▶ Working data:
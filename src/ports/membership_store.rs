//! Membership store port.
//!
//! Defines the contract for persisting and retrieving Membership
//! aggregates. The engine treats storage as an abstract key-indexed store;
//! implementations own transactions, retries, and timeouts.
//!
//! # Example
//!
//! ```ignore
//! async fn pay(store: &dyn MembershipStore, id: &MembershipId, on: NaiveDate, amount: Amount)
//!     -> Result<(), DomainError>
//! {
//!     let mut membership = store.get(id).await?.ok_or_else(|| ...)?;
//!     membership.record_payment(on, amount)?;
//!     store.update(&membership).await
//! }
//! ```

use async_trait::async_trait;

use crate::domain::foundation::{DomainError, MembershipId};
use crate::domain::membership::Membership;

/// Store port for Membership aggregate persistence.
#[async_trait]
pub trait MembershipStore: Send + Sync {
    /// Load every membership, active and left.
    ///
    /// # Errors
    ///
    /// - `StoreUnavailable` when the backing store cannot be read
    async fn list_all(&self) -> Result<Vec<Membership>, DomainError>;

    /// Find a membership by its ID.
    ///
    /// Returns `None` if not found.
    async fn get(&self, id: &MembershipId) -> Result<Option<Membership>, DomainError>;

    /// Save a new membership.
    ///
    /// # Errors
    ///
    /// - `ValidationFailed` if the id already exists
    /// - `StoreUnavailable` on persistence failure
    async fn save(&self, membership: &Membership) -> Result<(), DomainError>;

    /// Replace an existing membership.
    ///
    /// # Errors
    ///
    /// - `MembershipNotFound` if the membership doesn't exist
    /// - `StoreUnavailable` on persistence failure
    async fn update(&self, membership: &Membership) -> Result<(), DomainError>;
}
//! Ports - Interfaces for external dependencies.
//!
//! Following hexagonal architecture, ports define the contracts between
//! the engine and the outside world. Adapters implement these ports.
//!
//! ## Storage Ports
//!
//! - `MembershipStore` - Membership persistence
//! - `SeatStore` - Seat records and occupancy
//! - `SettingsStore` - Price table and message templates
//!
//! ## Side-effect Ports
//!
//! - `Notifier` - Delivery of rendered notices
//! - `Clock` - Current time

mod clock;
mod membership_store;
mod notifier;
mod seat_store;
mod settings_store;

pub use clock::Clock;
pub use membership_store::MembershipStore;
pub use notifier::Notifier;
pub use seat_store::SeatStore;
pub use settings_store::{HallSettings, SettingsStore};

▶ Task to complete: Each of the records above is to be copied exactly.

▶ Answer section:
filename src/ports/membership_store.rs
//! Membership store port.
//!
//! Defines the contract for persisting and retrieving Membership
//! aggregates. The engine treats storage as an abstract key-indexed store;
//! implementations own transactions, retries, and timeouts.
//!
//! # Example
//!
//! ```ignore
//! async fn pay(store: &dyn MembershipStore, id: &MembershipId, on: NaiveDate, amount: Amount)
//!     -> Result<(), DomainError>
//! {
//!     let mut membership = store.get(id).await?.ok_or_else(|| ...)?;
//!     membership.record_payment(on, amount)?;
//!     store.update(&membership).await
//! }
//! ```

use async_trait::async_trait;

use crate::domain::foundation::{DomainError, MembershipId};
use crate::domain::membership::Membership;

/// Store port for Membership aggregate persistence.
#[async_trait]
pub trait MembershipStore: Send + Sync {
    /// Load every membership, active and left.
    ///
    /// # Errors
    ///
    /// - `StoreUnavailable` when the backing store cannot be read
    async fn list_all(&self) -> Result<Vec<Membership>, DomainError>;

    /// Find a membership by its ID.
    ///
    /// Returns `None` if not found.
    async fn get(&self, id: &MembershipId) -> Result<Option<Membership>, DomainError>;

    /// Save a new membership.
    ///
    /// # Errors
    ///
    /// - `ValidationFailed` if the id already exists
    /// - `StoreUnavailable` on persistence failure
    async fn save(&self, membership: &Membership) -> Result<(), DomainError>;

    /// Replace an existing membership.
    ///
    /// # Errors
    ///
    /// - `MembershipNotFound` if the membership doesn't exist
    /// - `StoreUnavailable` on persistence failure
    async fn update(&self, membership: &Membership) -> Result<(), DomainError>;
}
//! Ports - Interfaces for external dependencies.
//!
//! Following hexagonal architecture, ports define the contracts between
//! the engine and the outside world. Adapters implement these ports.
//!
//! ## Storage Ports
//!
//! - `MembershipStore` - Membership persistence
//! - `SeatStore` - Seat records and occupancy
//! - `SettingsStore` - Price table and message templates
//!
//! ## Side-effect Ports
//!
//! - `Notifier` - Delivery of rendered notices
//! - `Clock` - Current time

mod clock;
mod membership_store;
mod notifier;
mod seat_store;
mod settings_store;

pub use clock::Clock;
pub use membership_store::MembershipStore;
pub use notifier::Notifier;
pub use seat_store::SeatStore;
pub use settings_store::{HallSettings, SettingsStore};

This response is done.